Victoria floated into her bathroom. The shower was simply an open space with a gently sloping floor leading to a drain. There were two shower heads mounted on the ceiling that she could switch on and off with her voice. Soapy suds to clean her, then water to wash her off. She'd had Ashley set the sprays to their highest power setting. It took a conscious effort to let the spray through her shield, but she liked the firm touch.

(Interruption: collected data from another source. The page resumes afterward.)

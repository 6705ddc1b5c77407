//! File-based storage helpers for the merge engine
//!
//! All merge state lives under the project's `.ralph-ui/` directory so it
//! survives restarts and can be inspected by hand:
//!
//! - `file-timelines/` - One JSON record per tracked source file
//! - `merge-reports/` - Reports of live merge runs
//! - `locks/` - Advisory `.lock` sidecar files for in-flight merges
//! - `merge.yaml` - Merge engine configuration
//!
//! Global user storage (`~/.ralph-ui/`) only holds a fallback `merge.yaml`.

use std::fs;
use std::path::{Path, PathBuf};

/// Common file operations result type
pub type FileResult<T> = Result<T, String>;

/// Get the .ralph-ui directory for a project
pub fn get_ralph_ui_dir(project_path: &Path) -> PathBuf {
    project_path.join(".ralph-ui")
}

/// Get the global .ralph-ui directory in user home
pub fn get_global_ralph_ui_dir() -> PathBuf {
    dirs::home_dir()
        .unwrap_or_else(|| PathBuf::from("."))
        .join(".ralph-ui")
}

/// Directory holding persisted file timelines
pub fn get_timelines_dir(project_path: &Path) -> PathBuf {
    get_ralph_ui_dir(project_path).join("file-timelines")
}

/// Directory holding merge reports
pub fn get_reports_dir(project_path: &Path) -> PathBuf {
    get_ralph_ui_dir(project_path).join("merge-reports")
}

/// Directory holding merge lock files
pub fn get_locks_dir(project_path: &Path) -> PathBuf {
    get_ralph_ui_dir(project_path).join("locks")
}

/// Ensure a directory exists, creating it if necessary
pub fn ensure_dir(path: &Path) -> FileResult<()> {
    if !path.exists() {
        fs::create_dir_all(path)
            .map_err(|e| format!("Failed to create directory {:?}: {}", path, e))?;
    }
    Ok(())
}

/// Temp path next to the target so the final rename never crosses filesystems
fn temp_path_for(path: &Path) -> PathBuf {
    let file_name = path
        .file_name()
        .map(|n| n.to_string_lossy().to_string())
        .unwrap_or_else(|| "file".to_string());
    let temp_name = format!(".{}.{}.tmp", file_name, uuid::Uuid::new_v4().simple());
    match path.parent() {
        Some(parent) => parent.join(temp_name),
        None => PathBuf::from(temp_name),
    }
}

/// Write data to a file atomically (temp file in the same directory + rename).
///
/// On failure the temp file is removed and the original file is left untouched.
pub fn atomic_write(path: &Path, content: &str) -> FileResult<()> {
    // Ensure parent directory exists
    if let Some(parent) = path.parent() {
        if !parent.as_os_str().is_empty() {
            ensure_dir(parent)?;
        }
    }

    let temp_path = temp_path_for(path);

    if let Err(e) = fs::write(&temp_path, content) {
        let _ = fs::remove_file(&temp_path);
        return Err(format!("Failed to write temp file {:?}: {}", temp_path, e));
    }

    // Keep the target's mode (e.g. executable scripts)
    if let Some(metadata) = fs::metadata(path).ok().filter(|m| m.is_file()) {
        if let Err(e) = fs::set_permissions(&temp_path, metadata.permissions()) {
            let _ = fs::remove_file(&temp_path);
            return Err(format!("Failed to copy permissions to {:?}: {}", temp_path, e));
        }
    }

    if let Err(e) = fs::rename(&temp_path, path) {
        let _ = fs::remove_file(&temp_path);
        return Err(format!(
            "Failed to rename {:?} to {:?}: {}",
            temp_path, path, e
        ));
    }

    Ok(())
}

/// Read a JSON file and deserialize it
pub fn read_json<T: serde::de::DeserializeOwned>(path: &Path) -> FileResult<T> {
    let content = fs::read_to_string(path)
        .map_err(|e| format!("Failed to read file {:?}: {}", path, e))?;

    serde_json::from_str(&content)
        .map_err(|e| format!("Failed to parse JSON from {:?}: {}", path, e))
}

/// Write data as pretty-printed JSON atomically
pub fn write_json<T: serde::Serialize>(path: &Path, data: &T) -> FileResult<()> {
    let content = serde_json::to_string_pretty(data)
        .map_err(|e| format!("Failed to serialize to JSON: {}", e))?;

    atomic_write(path, &content)
}

/// Initialize the .ralph-ui directory for merge state with a .gitignore
pub fn init_merge_storage(project_path: &Path) -> FileResult<PathBuf> {
    let ralph_ui_dir = get_ralph_ui_dir(project_path);
    ensure_dir(&ralph_ui_dir)?;

    ensure_dir(&get_timelines_dir(project_path))?;
    ensure_dir(&get_reports_dir(project_path))?;
    ensure_dir(&get_locks_dir(project_path))?;

    // Runtime files are never shared between machines
    let gitignore_path = ralph_ui_dir.join(".gitignore");
    if !gitignore_path.exists() {
        let gitignore_content = r#"# Runtime files (not for sharing)
*.lock
*.tmp
locks/
merge-reports/
"#;
        fs::write(&gitignore_path, gitignore_content)
            .map_err(|e| format!("Failed to write .gitignore: {}", e))?;
    }

    Ok(ralph_ui_dir)
}

#[cfg(test)]
mod tests {
    use super::*;
    use tempfile::TempDir;

    #[test]
    fn test_get_ralph_ui_dir() {
        let project_path = Path::new("/home/user/my-project");
        let ralph_ui_dir = get_ralph_ui_dir(project_path);
        assert_eq!(ralph_ui_dir, PathBuf::from("/home/user/my-project/.ralph-ui"));
        assert_eq!(
            get_timelines_dir(project_path),
            PathBuf::from("/home/user/my-project/.ralph-ui/file-timelines")
        );
    }

    #[test]
    fn test_atomic_write_replaces_content() {
        let temp_dir = TempDir::new().unwrap();
        let file_path = temp_dir.path().join("app.py");

        atomic_write(&file_path, "old").unwrap();
        atomic_write(&file_path, "new").unwrap();

        assert_eq!(fs::read_to_string(&file_path).unwrap(), "new");

        // No temp files left behind
        let leftovers: Vec<_> = fs::read_dir(temp_dir.path())
            .unwrap()
            .filter_map(|e| e.ok())
            .filter(|e| e.file_name().to_string_lossy().ends_with(".tmp"))
            .collect();
        assert!(leftovers.is_empty());
    }

    #[test]
    fn test_atomic_write_does_not_clobber_sibling_with_tmp_extension() {
        let temp_dir = TempDir::new().unwrap();
        let sibling = temp_dir.path().join("app.tmp");
        fs::write(&sibling, "keep me").unwrap();

        atomic_write(&temp_dir.path().join("app.py"), "print(1)\n").unwrap();

        assert_eq!(fs::read_to_string(&sibling).unwrap(), "keep me");
    }

    #[test]
    fn test_atomic_write_failure_preserves_original() {
        let temp_dir = TempDir::new().unwrap();
        // A directory in place of the target makes the rename fail
        let target = temp_dir.path().join("target");
        fs::create_dir(&target).unwrap();
        fs::write(target.join("inner.txt"), "x").unwrap();

        let result = atomic_write(&target, "content");
        assert!(result.is_err());
        assert!(target.is_dir());

        let leftovers: Vec<_> = fs::read_dir(temp_dir.path())
            .unwrap()
            .filter_map(|e| e.ok())
            .filter(|e| e.file_name().to_string_lossy().ends_with(".tmp"))
            .collect();
        assert!(leftovers.is_empty());
    }

    #[cfg(unix)]
    #[test]
    fn test_atomic_write_keeps_file_mode() {
        use std::os::unix::fs::PermissionsExt;

        let temp_dir = TempDir::new().unwrap();
        let script = temp_dir.path().join("run.sh");
        fs::write(&script, "#!/bin/sh\necho old\n").unwrap();
        fs::set_permissions(&script, fs::Permissions::from_mode(0o755)).unwrap();

        atomic_write(&script, "#!/bin/sh\necho new\n").unwrap();

        assert_eq!(fs::read_to_string(&script).unwrap(), "#!/bin/sh\necho new\n");
        let mode = fs::metadata(&script).unwrap().permissions().mode();
        assert_eq!(mode & 0o777, 0o755);
    }

    #[test]
    fn test_read_write_json() {
        use serde::{Deserialize, Serialize};

        #[derive(Debug, Clone, Serialize, Deserialize, PartialEq)]
        struct TestData {
            name: String,
            value: i32,
        }

        let temp_dir = TempDir::new().unwrap();
        let file_path = temp_dir.path().join("test.json");

        let data = TestData {
            name: "test".to_string(),
            value: 42,
        };

        write_json(&file_path, &data).unwrap();
        let read_data: TestData = read_json(&file_path).unwrap();

        assert_eq!(data, read_data);
    }

    #[test]
    fn test_init_merge_storage() {
        let temp_dir = TempDir::new().unwrap();

        let ralph_ui_dir = init_merge_storage(temp_dir.path()).unwrap();

        assert!(ralph_ui_dir.join("file-timelines").exists());
        assert!(ralph_ui_dir.join("merge-reports").exists());
        assert!(ralph_ui_dir.join("locks").exists());

        let gitignore_content = fs::read_to_string(ralph_ui_dir.join(".gitignore")).unwrap();
        assert!(gitignore_content.contains("locks/"));
    }
}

She floated under the warm spray of water and let it wash her clean. After a moment the water began to pool on her body, concentrations collecting in the nooks and crannies between the menagerie of body parts on the top surface of her body. She used her flight to arch her body, letting rivulets of water flow down her back and splash on the floor.

She would have liked to let herself unwind, take a long shower to relax before her guests arrived, but she had business to take care of. She spoke out loud.

"Implant, call Dragon."

She heard her implant dial the number, the sound conveyed to one of her ears by an audio line. The tinker picked up on the second ring.

"Hello, Silver Lining." said Dragon. "Good job with the Grifters today. They hit one of my depots two weeks ago and I had to self-destruct it as a security measure. A total loss. The sooner we take them down the better."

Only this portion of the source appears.